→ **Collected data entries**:
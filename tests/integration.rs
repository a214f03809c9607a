//! Integration tests for the contacts CLI and library.

use contacts::codec;
use contacts::{Connection, ContactRepository, Error, ImportMapping};
use std::fs;
use std::path::Path;
use std::process::{Command, Stdio};
use tempfile::TempDir;

const ADA: [&str; 8] = [
    "Ada",
    "Lovelace",
    "555-1000",
    "ada@x.io",
    "1 Main St",
    "10001",
    "NYC",
    "1815-12-10",
];

fn run_contacts(args: &[&str], dir: &Path) -> (String, String, i32) {
    let output = Command::new(env!("CARGO_BIN_EXE_contacts"))
        .current_dir(dir)
        .args(args)
        .stdin(Stdio::null())
        .output()
        .expect("Failed to execute contacts");

    let stdout = String::from_utf8_lossy(&output.stdout).to_string();
    let stderr = String::from_utf8_lossy(&output.stderr).to_string();
    let status = output.status.code().unwrap_or(1);

    (stdout, stderr, status)
}

fn add_ada(dir: &Path) {
    let (stdout, _, status) = run_contacts(
        &[
            "add",
            "Ada",
            "Lovelace",
            "--phone",
            "555-1000",
            "--email",
            "ada@x.io",
            "--address",
            "1 Main St",
            "--zip",
            "10001",
            "--town",
            "NYC",
            "--birthday",
            "1815-12-10",
        ],
        dir,
    );
    assert_eq!(status, 0);
    assert_eq!(stdout.trim(), "1");
}

#[test]
fn test_open_creates_database() {
    let temp = TempDir::new().unwrap();
    let dir = temp.path();

    let (stdout, _, status) = run_contacts(&["list"], dir);
    assert_eq!(status, 0);
    assert_eq!(stdout.trim(), "No contacts");
    assert!(dir.join("contacts.sqlite").exists());
}

#[test]
fn test_add_list_show() {
    let temp = TempDir::new().unwrap();
    let dir = temp.path();
    add_ada(dir);

    let (stdout, _, status) = run_contacts(&["list"], dir);
    assert_eq!(status, 0);
    assert!(stdout.contains("First name"));
    assert!(stdout.contains("Lovelace"));

    let (stdout, _, status) = run_contacts(&["list", "--json"], dir);
    assert_eq!(status, 0);
    let rows: serde_json::Value = serde_json::from_str(&stdout).unwrap();
    assert_eq!(rows[0]["id"], 1);
    assert_eq!(rows[0]["email"], "ada@x.io");

    let (stdout, _, status) = run_contacts(&["show", "0"], dir);
    assert_eq!(status, 0);
    assert!(stdout.contains("Zip code:   10001"));
}

#[test]
fn test_add_requires_names() {
    let temp = TempDir::new().unwrap();
    let dir = temp.path();

    let (_, stderr, status) = run_contacts(&["add", "Ada", ""], dir);
    assert_ne!(status, 0);
    assert!(stderr.contains("Last name"));
}

#[test]
fn test_delete_needs_confirmation() {
    let temp = TempDir::new().unwrap();
    let dir = temp.path();
    add_ada(dir);

    // No answer on stdin counts as "no".
    let (stdout, _, status) = run_contacts(&["delete", "0"], dir);
    assert_eq!(status, 0);
    assert!(stdout.contains("Cancelled"));

    let (_, _, status) = run_contacts(&["delete", "0", "--yes"], dir);
    assert_eq!(status, 0);

    let (_, stderr, status) = run_contacts(&["delete", "0", "--yes"], dir);
    assert_ne!(status, 0);
    assert!(stderr.contains("No contact at row 0"));
}

#[test]
fn test_export_then_import_by_label() {
    let temp = TempDir::new().unwrap();
    let dir = temp.path();
    fs::create_dir(dir.join("export")).unwrap();
    add_ada(dir);

    let (stdout, _, status) = run_contacts(&["export", "0", "--yes"], dir);
    assert_eq!(status, 0);
    assert!(stdout.trim().ends_with("Lovelace, Ada.md"));

    let exported = dir.join("export").join("Lovelace, Ada.md");
    let (stdout, _, status) = run_contacts(
        &["import", exported.to_str().unwrap(), "--by-label"],
        dir,
    );
    assert_eq!(status, 0);
    assert_eq!(stdout.trim(), "2");
}

#[test]
fn test_export_without_directory_fails() {
    let temp = TempDir::new().unwrap();
    let dir = temp.path();
    add_ada(dir);

    let (_, stderr, status) = run_contacts(&["export", "0", "--yes"], dir);
    assert_ne!(status, 0);
    assert!(stderr.starts_with("Error: IO error"));
}

#[test]
fn test_unwritable_database_path() {
    let temp = TempDir::new().unwrap();
    let dir = temp.path();

    let (_, stderr, status) = run_contacts(&["--db", "missing/dir/book.sqlite", "list"], dir);
    assert_ne!(status, 0);
    assert!(stderr.contains("Database Error"));
}

#[test]
fn test_round_trip_library() {
    let temp = TempDir::new().unwrap();
    let mut repo = ContactRepository::new(Connection::open(temp.path().join("db.sqlite")).unwrap());
    repo.insert(&ADA).unwrap();

    let path = codec::export_position(&mut repo, 0, temp.path(), false).unwrap();
    let imported = codec::import_file(&mut repo, &path, ImportMapping::ByLabel).unwrap();

    let original = repo.retrieve(0).unwrap();
    let copy = repo.retrieve(1).unwrap();
    assert_eq!(imported.id, 2);
    for (i, (a, b)) in original.iter().zip(&copy).enumerate() {
        if i == contacts::Field::Email.index() {
            assert_eq!(b, "");
        } else {
            assert_eq!(a, b);
        }
    }
}

#[test]
fn test_positional_import_of_export_is_rejected() {
    let temp = TempDir::new().unwrap();
    let mut repo = ContactRepository::open_in_memory().unwrap();
    repo.insert(&ADA).unwrap();

    let path = codec::export_position(&mut repo, 0, temp.path(), false).unwrap();
    let err = codec::import_file(&mut repo, &path, ImportMapping::Positional).unwrap_err();

    assert!(matches!(err, Error::Validation(_)));
    assert_eq!(repo.list().unwrap().len(), 1);
}

#[test]
fn test_insert_list_delete_properties() {
    let mut repo = ContactRepository::open_in_memory().unwrap();
    let before = repo.list().unwrap().len();

    repo.insert(&ADA).unwrap();
    let rows = repo.list().unwrap();
    assert_eq!(rows.len(), before + 1);
    assert_eq!(rows[0].fields(), ADA);
    assert_eq!(repo.retrieve(0).unwrap(), ADA);

    repo.delete(0).unwrap();
    assert!(repo.list().unwrap().is_empty());
    assert!(matches!(repo.retrieve(0), Err(Error::Index { .. })));
}

#[test]
fn test_edge_values_round_trip_through_files() {
    let temp = TempDir::new().unwrap();
    let mut repo = ContactRepository::open_in_memory().unwrap();
    let fields = [
        "\"Ada\"",
        "Lovelace ",
        "  555-1000",
        "ada@x.io",
        "1 Main St\nApt 2",
        "C:\\10001",
        "x\nTown: Evil",
        "'1815-12-10'",
    ];
    repo.insert(&fields).unwrap();

    let path = codec::export_position(&mut repo, 0, temp.path(), true).unwrap();
    codec::import_file(&mut repo, &path, ImportMapping::ByLabel).unwrap();

    assert_eq!(repo.retrieve(1).unwrap(), fields);
}

#[test]
fn test_write_protected_database_is_database_error() {
    let temp = TempDir::new().unwrap();
    let dir = temp.path();
    add_ada(dir);

    let path = dir.join("contacts.sqlite");
    let mut perms = fs::metadata(&path).unwrap().permissions();
    perms.set_readonly(true);
    fs::set_permissions(&path, perms).unwrap();
    if fs::OpenOptions::new().write(true).open(&path).is_ok() {
        // Permission bits do not bind this user.
        return;
    }

    let (_, stderr, status) = run_contacts(&["list"], dir);
    assert_ne!(status, 0);
    assert!(stderr.contains("Database Error"), "{stderr}");
}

→ **EXERCISE INSTRUCTIONS**:
All that should be written out is the stretch of lines above between the one holding "use std::path::Path;" and the one holding "fn run_contacts(args: &[&str], dir: &Path)", inclusive, exactly as given.

→ **ANSWER SPACE**:
use std::path::Path;
use std::process::{Command, Stdio};
use tempfile::TempDir;

const ADA: [&str; 8] = [
    "Ada",
    "Lovelace",
    "555-1000",
    "ada@x.io",
    "1 Main St",
    "10001",
    "NYC",
    "1815-12-10",
];

fn run_contacts(args: &[&str], dir: &Path) -> (String, String, i32) {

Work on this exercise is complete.